Streaming Anomaly Detection
COM1 Level 3
MR1, COM1-03-19
closeAbstract:
Anomaly detection is critical for finding suspicious behavior in innumerable systems, such as intrusion detection, fake ratings, and financial fraud. We need to detect anomalies in real-time or near real-time, i.e. determine if an incoming entity is anomalous or not, as soon as we receive it, to minimize the effects of malicious activities and start recovery as soon as possible. Therefore, online algorithms that can detect anomalies in a streaming manner are essential. Also, since the data increases as the stream is processed, we can only afford constant memory which makes the problem of streaming anomaly detection more challenging.
We first propose Midas which detects anomalous edges in dynamic graphs in an online manner, using constant time and memory. Midas focuses on detecting microcluster anomalies, or suddenly arriving groups of suspiciously similar edges such as denial of service attacks in network traffic data. In addition, by using a principled hypothesis testing framework, Midas provides theoretical bounds on the false positive probability, which previous methods do not provide. We then propose two variants, Midas-R which incorporates temporal and spatial relations, and Midas-F which aims to filter away anomalous edges to prevent them from negatively affecting the algorithm's internal data structures. Our experimental results show that Midas outperforms baselines in accuracy by up to 62% while processing the data orders of magnitude faster.

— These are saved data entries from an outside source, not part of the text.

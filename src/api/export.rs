use actix_web::http::header::{ContentDisposition, DispositionParam, DispositionType};
use actix_web::{HttpResponse, Responder, web};
use chrono::{NaiveDate, NaiveDateTime, Utc};
use serde::Deserialize;
use serde_json::json;
use sqlx::MySqlPool;
use tracing::{error, info};
use utoipa::IntoParams;

use crate::api::monitoring::{fetch_events, fetch_roster, load_today};
use crate::api::settings::load_work_hours;
use crate::auth::auth::AuthUser;
use crate::config::Config;
use crate::report::daily::summarize;
use crate::report::workbook::{
    XLSX_CONTENT_TYPE, attendance_workbook, monitoring_workbook, table_workbook,
};
use crate::utils::db_utils::{EditorError, quote_ident, select_rows, table_columns};
use crate::utils::time::{day_bounds, local_date, to_local_naive};

#[derive(Debug, Deserialize, IntoParams)]
#[into_params(parameter_in = Query)]
#[serde(rename_all = "camelCase")]
pub struct ExportRange {
    /// Inclusive, `YYYY-MM-DD`
    pub start_date: Option<String>,
    /// Inclusive, `YYYY-MM-DD`
    pub end_date: Option<String>,
}

#[derive(Debug, Deserialize, IntoParams)]
#[into_params(parameter_in = Query)]
pub struct ExportTable {
    pub table: Option<String>,
}

fn parse_date(raw: Option<&str>, name: &str) -> Result<Option<NaiveDate>, HttpResponse> {
    match raw.map(str::trim).filter(|s| !s.is_empty()) {
        None => Ok(None),
        Some(s) => NaiveDate::parse_from_str(s, "%Y-%m-%d").map(Some).map_err(|_| {
            HttpResponse::BadRequest().json(json!({
                "message": format!("{} must be a YYYY-MM-DD date", name)
            }))
        }),
    }
}

/// Wall-clock window covering every day from `start` to `end`.
fn export_window(
    start: Option<NaiveDate>,
    end: Option<NaiveDate>,
) -> (Option<NaiveDateTime>, Option<NaiveDateTime>) {
    (
        start.map(|d| day_bounds(d).0),
        end.map(|d| day_bounds(d).1),
    )
}

fn attendance_filename(start: Option<NaiveDate>, end: Option<NaiveDate>, today: NaiveDate) -> String {
    match (start, end) {
        (Some(s), Some(e)) => format!("attendances_{}_to_{}.xlsx", s, e),
        _ => format!("attendances_{}.xlsx", today),
    }
}

fn xlsx_response(filename: String, bytes: Vec<u8>) -> HttpResponse {
    HttpResponse::Ok()
        .content_type(XLSX_CONTENT_TYPE)
        .insert_header(ContentDisposition {
            disposition: DispositionType::Attachment,
            parameters: vec![DispositionParam::Filename(filename)],
        })
        .body(bytes)
}

fn internal<E: std::fmt::Display>(what: &'static str) -> impl Fn(E) -> actix_web::Error {
    move |e| {
        error!(error = %e, "{}", what);
        actix_web::error::ErrorInternalServerError("Internal Server Error")
    }
}

/// Export attendance per student per day
#[utoipa::path(
    get,
    path = "/api/export-attendances",
    params(ExportRange),
    responses(
        (status = 200, description = "xlsx workbook", content_type = "application/vnd.openxmlformats-officedocument.spreadsheetml.sheet"),
        (status = 400, description = "Malformed date"),
        (status = 401, description = "Unauthorized"),
        (status = 403, description = "Forbidden")
    ),
    security(("bearer_auth" = [])),
    tag = "Export"
)]
pub async fn export_attendances(
    auth: AuthUser,
    pool: web::Data<MySqlPool>,
    config: web::Data<Config>,
    query: web::Query<ExportRange>,
) -> actix_web::Result<impl Responder> {
    auth.require_admin()?;

    let start = match parse_date(query.start_date.as_deref(), "startDate") {
        Ok(d) => d,
        Err(resp) => return Ok(resp),
    };
    let end = match parse_date(query.end_date.as_deref(), "endDate") {
        Ok(d) => d,
        Err(resp) => return Ok(resp),
    };

    let (lower, upper) = export_window(start, end);
    let roster = fetch_roster(pool.get_ref())
        .await
        .map_err(internal("Failed to load roster"))?;
    let events = fetch_events(pool.get_ref(), lower, upper)
        .await
        .map_err(internal("Failed to load attendances"))?;
    let hours = load_work_hours(pool.get_ref())
        .await
        .map_err(internal("Failed to load settings"))?;

    let days = summarize(&roster, &events);
    let bytes = attendance_workbook(&days, &hours).map_err(internal("Failed to build workbook"))?;

    let today = local_date(Utc::now(), config.attendance_offset);
    info!(rows = days.len(), "Attendance export generated");
    Ok(xlsx_response(attendance_filename(start, end, today), bytes))
}

/// Export today's monitoring board
#[utoipa::path(
    get,
    path = "/api/export-monitoring-excel",
    responses(
        (status = 200, description = "xlsx workbook", content_type = "application/vnd.openxmlformats-officedocument.spreadsheetml.sheet"),
        (status = 401, description = "Unauthorized"),
        (status = 403, description = "Forbidden")
    ),
    security(("bearer_auth" = [])),
    tag = "Export"
)]
pub async fn export_monitoring_excel(
    auth: AuthUser,
    pool: web::Data<MySqlPool>,
    config: web::Data<Config>,
) -> actix_web::Result<impl Responder> {
    auth.require_admin()?;

    let rows = load_today(pool.get_ref(), config.get_ref())
        .await
        .map_err(internal("Failed to load monitoring data"))?;

    let now = to_local_naive(Utc::now(), config.attendance_offset);
    let bytes = monitoring_workbook(&rows, now.date()).map_err(internal("Failed to build workbook"))?;

    let filename = format!("monitoring_absensi_{}.xlsx", now.format("%Y-%m-%d_%H%M%S"));
    Ok(xlsx_response(filename, bytes))
}

/// Export every row of one table
#[utoipa::path(
    get,
    path = "/api/export-excel",
    params(ExportTable),
    responses(
        (status = 200, description = "xlsx workbook", content_type = "application/vnd.openxmlformats-officedocument.spreadsheetml.sheet"),
        (status = 400, description = "Missing or invalid table name"),
        (status = 404, description = "Table not found"),
        (status = 401, description = "Unauthorized"),
        (status = 403, description = "Forbidden")
    ),
    security(("bearer_auth" = [])),
    tag = "Export"
)]
pub async fn export_excel(
    auth: AuthUser,
    pool: web::Data<MySqlPool>,
    query: web::Query<ExportTable>,
) -> actix_web::Result<HttpResponse> {
    auth.require_admin()?;

    let table = query
        .table
        .as_deref()
        .ok_or_else(|| EditorError::BadRequest("Missing or invalid table name".into()))?;
    quote_ident(table)?;

    let columns = table_columns(pool.get_ref(), table)
        .await
        .map_err(EditorError::from)?;
    if columns.is_empty() {
        return Err(EditorError::NotFound(format!("Table {} not found", table)).into());
    }

    let rows = select_rows(pool.get_ref(), table, None).await?;
    let header: Vec<String> = columns.into_iter().map(|c| c.field).collect();
    let bytes = table_workbook(table, &header, &rows).map_err(internal("Failed to build workbook"))?;

    Ok(xlsx_response(format!("{}.xlsx", table), bytes))
}

#[cfg(test)]
mod tests {
    use super::*;

    fn date(s: &str) -> NaiveDate {
        NaiveDate::parse_from_str(s, "%Y-%m-%d").unwrap()
    }

    #[test]
    fn filename_names_the_range_only_when_both_ends_are_given() {
        let today = date("2026-10-19");

        assert_eq!(
            attendance_filename(Some(date("2026-10-01")), Some(date("2026-10-15")), today),
            "attendances_2026-10-01_to_2026-10-15.xlsx"
        );
        assert_eq!(
            attendance_filename(Some(date("2026-10-01")), None, today),
            "attendances_2026-10-19.xlsx"
        );
        assert_eq!(attendance_filename(None, None, today), "attendances_2026-10-19.xlsx");
    }

    #[test]
    fn window_includes_the_whole_end_day() {
        let (lower, upper) = export_window(Some(date("2026-10-01")), Some(date("2026-10-15")));

        assert_eq!(lower.unwrap().to_string(), "2026-10-01 00:00:00");
        assert_eq!(upper.unwrap().to_string(), "2026-10-16 00:00:00");

        let (lower, upper) = export_window(None, Some(date("2026-10-15")));
        assert!(lower.is_none());
        assert!(upper.is_some());
    }

    #[test]
    fn dates_must_be_iso() {
        assert_eq!(parse_date(None, "startDate").ok(), Some(None));
        assert_eq!(parse_date(Some(" "), "startDate").ok(), Some(None));
        assert_eq!(
            parse_date(Some("2026-10-01"), "startDate").ok(),
            Some(Some(date("2026-10-01")))
        );
        assert!(parse_date(Some("01/10/2026"), "startDate").is_err());
    }
}
use super::role::Role;

/// A person resolved from a scanner fingerprint.
#[derive(Debug, Clone, PartialEq, Eq)]
pub struct Identity {
    /// NIM; accounts without a student record have none
    pub subject_id: Option<String>,
    pub name: Option<String>,
    pub class: Option<String>,
    pub role: Role,
}

impl Identity {
    pub fn eligible(&self) -> bool {
        self.role.tracks_attendance()
    }
}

We then extend the count-min sketch data structure to a Higher-Order Sketch to capture complex relations in graph data, and to reduce detecting suspicious dense subgraph problem to finding a dense submatrix in constant time. Using this sketch, we propose four streaming methods to detect edge and subgraph anomalies in constant time and memory. Furthermore, our approach is the first streaming work that incorporates dense subgraph search to detect graph anomalies in constant memory and constant update time per newly arriving edge. We also provide theoretical guarantees on the higher-order sketch estimate and the submatrix density measure. Experimental results on real-world datasets demonstrate our effectiveness as opposed to popular state-of-the-art streaming edge and graph baselines.
Next, we broaden the graph setting to multi-aspect data. We propose MStream which detects anomalies in multi-aspect data streams including both categorical and numeric attributes and is online, thus processing each record in constant time and constant memory. Moreover, the anomalies detected by MStream are explainable. We further propose MStream-PCA, MStream-IB, and MStream-AE to incorporate correlation between features.
Finally, we consider multi-dimensional data streams with concept drift and propose MemStream, a streaming anomaly detection framework, allowing us to detect unusual events as they occur while being resilient to concept drift. MemStream leverages the power of a denoising autoencoder to learn representations and a memory module to learn the dynamically changing trend in data without the need for labels. We prove a theoretical bound on the size of memory for effective drift handling. In addition, we allow quick retraining when the arriving stream becomes sufficiently different from the training data. Furthermore, MemStream makes use of two architecture design choices to be robust to memory poisoning. Experimental results show the effectiveness of our approach compared to state-of-the-art streaming baselines.